Families and Hospitals: What They Can Do Now
Even without a new law, families can act responsibly. Demand a written contract showing wages, rest days, and commission splits. Ask for police verification. Refuse opaque billing. Hospitals referring agencies should ensure they work only with licensed, transparent intermediaries.

The Way Forward
At a time when the Central Government, various State Governments, and even political parties are talking about women’s empowerment—transferring doles directly into women’s bank accounts—there exists another, largely invisible class of women who are left entirely unprotected. These are the young girls who, instead of waiting for welfare schemes, choose to earn a dignified livelihood through honest labour, caring for the elderly, the infirm, and the convalescent. Yet, they remain outside the safety net of any central or state law.
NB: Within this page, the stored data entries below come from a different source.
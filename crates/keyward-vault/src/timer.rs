// SPDX-FileCopyrightText: 2026 Keyward Contributors
// SPDX-License-Identifier: MIT OR Apache-2.0

//! Deferred actions for idle locking, run on a shared tokio runtime.

use std::sync::atomic::{AtomicBool, Ordering};
use std::time::Duration;

use tokio::runtime::Handle;
use tokio::task::AbortHandle;
use tracing::debug;

/// Schedules one-shot callbacks after a delay.
///
/// Built without a runtime the scheduler is disabled: nothing is scheduled
/// and stores never lock themselves.
#[derive(Debug, Clone, Default)]
pub struct IdleScheduler {
    handle: Option<Handle>,
}

static DISABLED_NOTICE: AtomicBool = AtomicBool::new(false);

impl IdleScheduler {
    pub fn new(handle: Handle) -> Self {
        Self {
            handle: Some(handle),
        }
    }

    /// Use the runtime the caller is running on, if any.
    pub fn current() -> Self {
        Self {
            handle: Handle::try_current().ok(),
        }
    }

    pub fn disabled() -> Self {
        Self { handle: None }
    }

    pub fn is_enabled(&self) -> bool {
        self.handle.is_some()
    }

    /// Run `action` after `delay`. Abort the returned handle to cancel.
    pub fn schedule<F>(&self, delay: Duration, action: F) -> Option<AbortHandle>
    where
        F: FnOnce() + Send + 'static,
    {
        let Some(handle) = &self.handle else {
            if !DISABLED_NOTICE.swap(true, Ordering::Relaxed) {
                debug!("no runtime for idle timers; stores will not auto-lock");
            }
            return None;
        };
        let task = handle.spawn(async move {
            tokio::time::sleep(delay).await;
            action();
        });
        Some(task.abort_handle())
    }
}

#[cfg(test)]
mod tests {
    use super::*;
    use std::sync::Arc;
    use std::sync::atomic::AtomicUsize;

    #[tokio::test(start_paused = true)]
    async fn fires_once_after_delay() {
        let scheduler = IdleScheduler::current();
        let fired = Arc::new(AtomicUsize::new(0));
        let counter = Arc::clone(&fired);
        scheduler.schedule(Duration::from_secs(10), move || {
            counter.fetch_add(1, Ordering::SeqCst);
        });

        tokio::time::sleep(Duration::from_secs(9)).await;
        assert_eq!(fired.load(Ordering::SeqCst), 0);
        tokio::time::sleep(Duration::from_secs(2)).await;
        assert_eq!(fired.load(Ordering::SeqCst), 1);
        tokio::time::sleep(Duration::from_secs(60)).await;
        assert_eq!(fired.load(Ordering::SeqCst), 1);
    }

    #[tokio::test(start_paused = true)]
    async fn aborted_action_never_runs() {
        let scheduler = IdleScheduler::current();
        let fired = Arc::new(AtomicUsize::new(0));
        let counter = Arc::clone(&fired);
        let handle = scheduler
            .schedule(Duration::from_secs(5), move || {
                counter.fetch_add(1, Ordering::SeqCst);
            })
            .unwrap();
        handle.abort();
        tokio::time::sleep(Duration::from_secs(10)).await;
        assert_eq!(fired.load(Ordering::SeqCst), 0);
    }

    #[test]
    fn disabled_scheduler_schedules_nothing() {
        let scheduler = IdleScheduler::disabled();
        assert!(!scheduler.is_enabled());
        assert!(scheduler.schedule(Duration::from_secs(1), || {}).is_none());
    }
}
This is a vulnerable section that urgently needs recognition and protection. Care work is not cheap—and it shouldn’t be. But the caregiver, not the middleman, deserves the bulk of what families pay. Minimum wages already exist. Migrant-worker safeguards already exist. What’s missing is a law that caps exploitation and compels transparency.

Punjab and Chandigarh can, and should, pioneer that change. Regulate the intermediaries, digitise payments, empower caregivers—and let compassion finally become compliant.